[Dataset entries]
----

//! Extraction stage: one classifier call per note.
//!
//! Calls run on a bounded worker pool (a semaphore over a `JoinSet`); the
//! only serialization point is collecting the validated records, which are
//! then sorted by note id before the snapshot is written. Any failed or
//! malformed response aborts the whole run and leaves the previous
//! `extractions.json` in place.

use anyhow::Result as AnyResult;
use serde::Deserialize;
use std::sync::Arc;
use std::time::Instant;
use tokio::sync::Semaphore;
use tokio::task::JoinSet;
use tracing::{debug, info};

use crate::classifier::{self, Classifier};
use crate::config::Config;
use crate::error::{PipelineError, Result};
use crate::models::{used_fragment_count, ExtractionRecord, Fragment, NoteId, NoteRecord};
use crate::progress::{ProgressEvent, ProgressReporter};
use crate::prompts::{extraction_shape, EXTRACTION_INSTRUCTIONS};
use crate::snapshot;

const STAGE: &str = "extract";

/// Response body expected from the classifier. Extra fields (an echoed
/// note id, for instance) are ignored; the originating note's id is
/// always stamped on the record.
#[derive(Debug, Deserialize)]
struct ExtractionResponse {
    extractions: Vec<Fragment>,
    unused: bool,
}

/// Payload sent to the classifier for one note.
pub fn extraction_payload(note: &NoteRecord) -> String {
    format!(
        "Note title: {}\nNote ID: {}\nNote content: {}\n",
        note.title, note.id, note.content
    )
}

/// Parse and validate a raw classifier response for `note_id`.
pub fn parse_extraction(note_id: NoteId, raw: &str) -> Result<ExtractionRecord> {
    let unit = format!("note {}", note_id);
    let response: ExtractionResponse =
        serde_json::from_str(raw).map_err(|e| PipelineError::schema(&unit, e.to_string()))?;

    let record = ExtractionRecord {
        note_id,
        extractions: response.extractions,
        unused: response.unused,
    };
    validate_record(&record).map_err(|reason| PipelineError::schema(&unit, reason))?;
    Ok(record)
}

/// Structural checks every persisted record must pass.
pub fn validate_record(record: &ExtractionRecord) -> std::result::Result<(), String> {
    if record.unused && !record.extractions.is_empty() {
        return Err(format!(
            "marked unused but carries {} extraction(s)",
            record.extractions.len()
        ));
    }
    if !record.unused && record.extractions.is_empty() {
        return Err("marked used but carries no extractions".to_string());
    }
    for (i, fragment) in record.extractions.iter().enumerate() {
        if fragment.category.trim().is_empty() {
            return Err(format!("extraction {} has an empty category", i));
        }
        if fragment.content.trim().is_empty() {
            return Err(format!("extraction {} has empty content", i));
        }
    }
    Ok(())
}

async fn extract_one(classifier: &dyn Classifier, note: &NoteRecord) -> Result<ExtractionRecord> {
    let start = Instant::now();
    debug!(note_id = note.id, classifier = classifier.name(), "invoking classifier");

    let raw = classifier
        .invoke(
            EXTRACTION_INSTRUCTIONS,
            &extraction_payload(note),
            &extraction_shape(),
        )
        .await?;
    let record = parse_extraction(note.id, &raw)?;

    info!(
        note_id = note.id,
        fragments = record.extractions.len(),
        unused = record.unused,
        duration_ms = start.elapsed().as_millis() as u64,
        "note extracted"
    );
    Ok(record)
}

/// Extract every note, at most `concurrency` calls in flight.
///
/// On success the result holds exactly one record per input note, sorted
/// by note id.
pub async fn extract_all(
    notes: &[NoteRecord],
    classifier: Arc<dyn Classifier>,
    concurrency: usize,
    progress: &dyn ProgressReporter,
) -> Result<Vec<ExtractionRecord>> {
    let total = notes.len() as u64;
    progress.report(ProgressEvent::Started { stage: STAGE, total });

    let semaphore = Arc::new(Semaphore::new(concurrency.max(1)));
    let mut tasks = JoinSet::new();
    for note in notes.iter().cloned() {
        let classifier = Arc::clone(&classifier);
        let semaphore = Arc::clone(&semaphore);
        tasks.spawn(async move {
            let _permit = semaphore
                .acquire_owned()
                .await
                .map_err(|e| PipelineError::Worker(e.to_string()))?;
            extract_one(classifier.as_ref(), &note).await
        });
    }

    // Dropping the JoinSet on an early return aborts the remaining calls.
    let mut records = Vec::with_capacity(notes.len());
    while let Some(joined) = tasks.join_next().await {
        let record = joined.map_err(|e| PipelineError::Worker(e.to_string()))??;
        records.push(record);
        progress.report(ProgressEvent::Advanced {
            stage: STAGE,
            n: records.len() as u64,
            total,
        });
    }

    records.sort_by_key(|r| r.note_id);
    ensure_complete(notes, &records)?;
    Ok(records)
}

/// Every note has exactly one record and every record names a known note.
fn ensure_complete(notes: &[NoteRecord], records: &[ExtractionRecord]) -> Result<()> {
    let mut expected: Vec<NoteId> = notes.iter().map(|n| n.id).collect();
    expected.sort_unstable();
    let actual: Vec<NoteId> = records.iter().map(|r| r.note_id).collect();
    if expected == actual {
        return Ok(());
    }
    match actual.iter().find(|id| expected.binary_search(id).is_err()) {
        Some(id) => Err(PipelineError::UnknownNote(*id)),
        None => Err(PipelineError::Worker(format!(
            "expected {} extraction records, collected {}",
            expected.len(),
            actual.len()
        ))),
    }
}

/// Read `notes.json`, extract, and replace `extractions.json`.
pub async fn extract_stage(
    config: &Config,
    classifier: Arc<dyn Classifier>,
    concurrency: usize,
    progress: &dyn ProgressReporter,
) -> Result<Vec<ExtractionRecord>> {
    let snapshots = config.paths.snapshots();
    let notes: Vec<NoteRecord> = snapshot::read_snapshot(&snapshots.notes)?;
    let records = extract_all(&notes, classifier, concurrency, progress).await?;
    snapshot::write_snapshot(&snapshots.extractions, &records)?;
    info!(stage = STAGE, records = records.len(), "extraction snapshot written");
    Ok(records)
}

/// `notesort extract` command.
pub async fn run_extract(
    config: &Config,
    concurrency: Option<usize>,
    progress: &dyn ProgressReporter,
) -> AnyResult<()> {
    let classifier = classifier::create_classifier(&config.classifier)?;
    let concurrency = concurrency.unwrap_or(config.classifier.concurrency);
    let records = extract_stage(config, classifier, concurrency, progress).await?;

    let unused = records.iter().filter(|r| r.unused).count();
    println!("extract");
    println!("  notes classified: {}", records.len());
    println!("  unused notes: {}", unused);
    println!("  fragments: {}", used_fragment_count(&records));
    println!("ok");
    Ok(())
}

#[cfg(test)]
mod tests {
    use super::*;

    #[test]
    fn payload_carries_id_title_and_content() {
        let note = NoteRecord {
            id: 7,
            title: "groceries".into(),
            content: "buy milk".into(),
        };
        let payload = extraction_payload(&note);
        assert!(payload.contains("Note ID: 7"));
        assert!(payload.contains("Note title: groceries"));
        assert!(payload.contains("Note content: buy milk"));
    }

    #[test]
    fn parse_stamps_originating_note_id() {
        let raw = r#"{"ID": 99, "extractions": [{"category": "Shopping", "content": "buy milk"}], "unused": false}"#;
        let record = parse_extraction(3, raw).unwrap();
        assert_eq!(record.note_id, 3);
        assert_eq!(record.extractions[0].category, "Shopping");
    }

    #[test]
    fn parse_accepts_unused_note() {
        let record = parse_extraction(2, r#"{"extractions": [], "unused": true}"#).unwrap();
        assert!(record.unused);
        assert!(record.is_consistent());
    }

    #[test]
    fn parse_rejects_missing_field() {
        let err = parse_extraction(1, r#"{"extractions": []}"#).unwrap_err();
        assert!(matches!(err, PipelineError::SchemaValidation { .. }));
    }

    #[test]
    fn parse_rejects_unused_with_extractions() {
        let raw = r#"{"extractions": [{"category": "A", "content": "a"}], "unused": true}"#;
        assert!(parse_extraction(1, raw).is_err());
    }

    #[test]
    fn parse_rejects_used_without_extractions() {
        assert!(parse_extraction(1, r#"{"extractions": [], "unused": false}"#).is_err());
    }

    #[test]
    fn parse_rejects_blank_content_or_category() {
        let blank_content = r#"{"extractions": [{"category": "A", "content": "  "}], "unused": false}"#;
        let blank_category = r#"{"extractions": [{"category": "", "content": "a"}], "unused": false}"#;
        assert!(parse_extraction(1, blank_content).is_err());
        assert!(parse_extraction(1, blank_category).is_err());
    }

    #[test]
    fn parse_rejects_non_json() {
        let err = parse_extraction(5, "Sure! Here are the categories").unwrap_err();
        assert!(err.to_string().contains("note 5"));
    }

    #[test]
    fn ensure_complete_flags_unknown_note() {
        let notes = vec![NoteRecord {
            id: 0,
            title: String::new(),
            content: String::new(),
        }];
        let records = vec![ExtractionRecord {
            note_id: 4,
            extractions: vec![],
            unused: true,
        }];
        assert!(matches!(
            ensure_complete(&notes, &records),
            Err(PipelineError::UnknownNote(4))
        ));
    }
}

----

> _Problem_:
Wherever the word "Shopping" turns up in the records, copy out the line it is on.

> _Result of the task_:
        let raw = r#"{"ID": 99, "extractions": [{"category": "Shopping", "content": "buy milk"}], "unused": false}"#;
        assert_eq!(record.extractions[0].category, "Shopping");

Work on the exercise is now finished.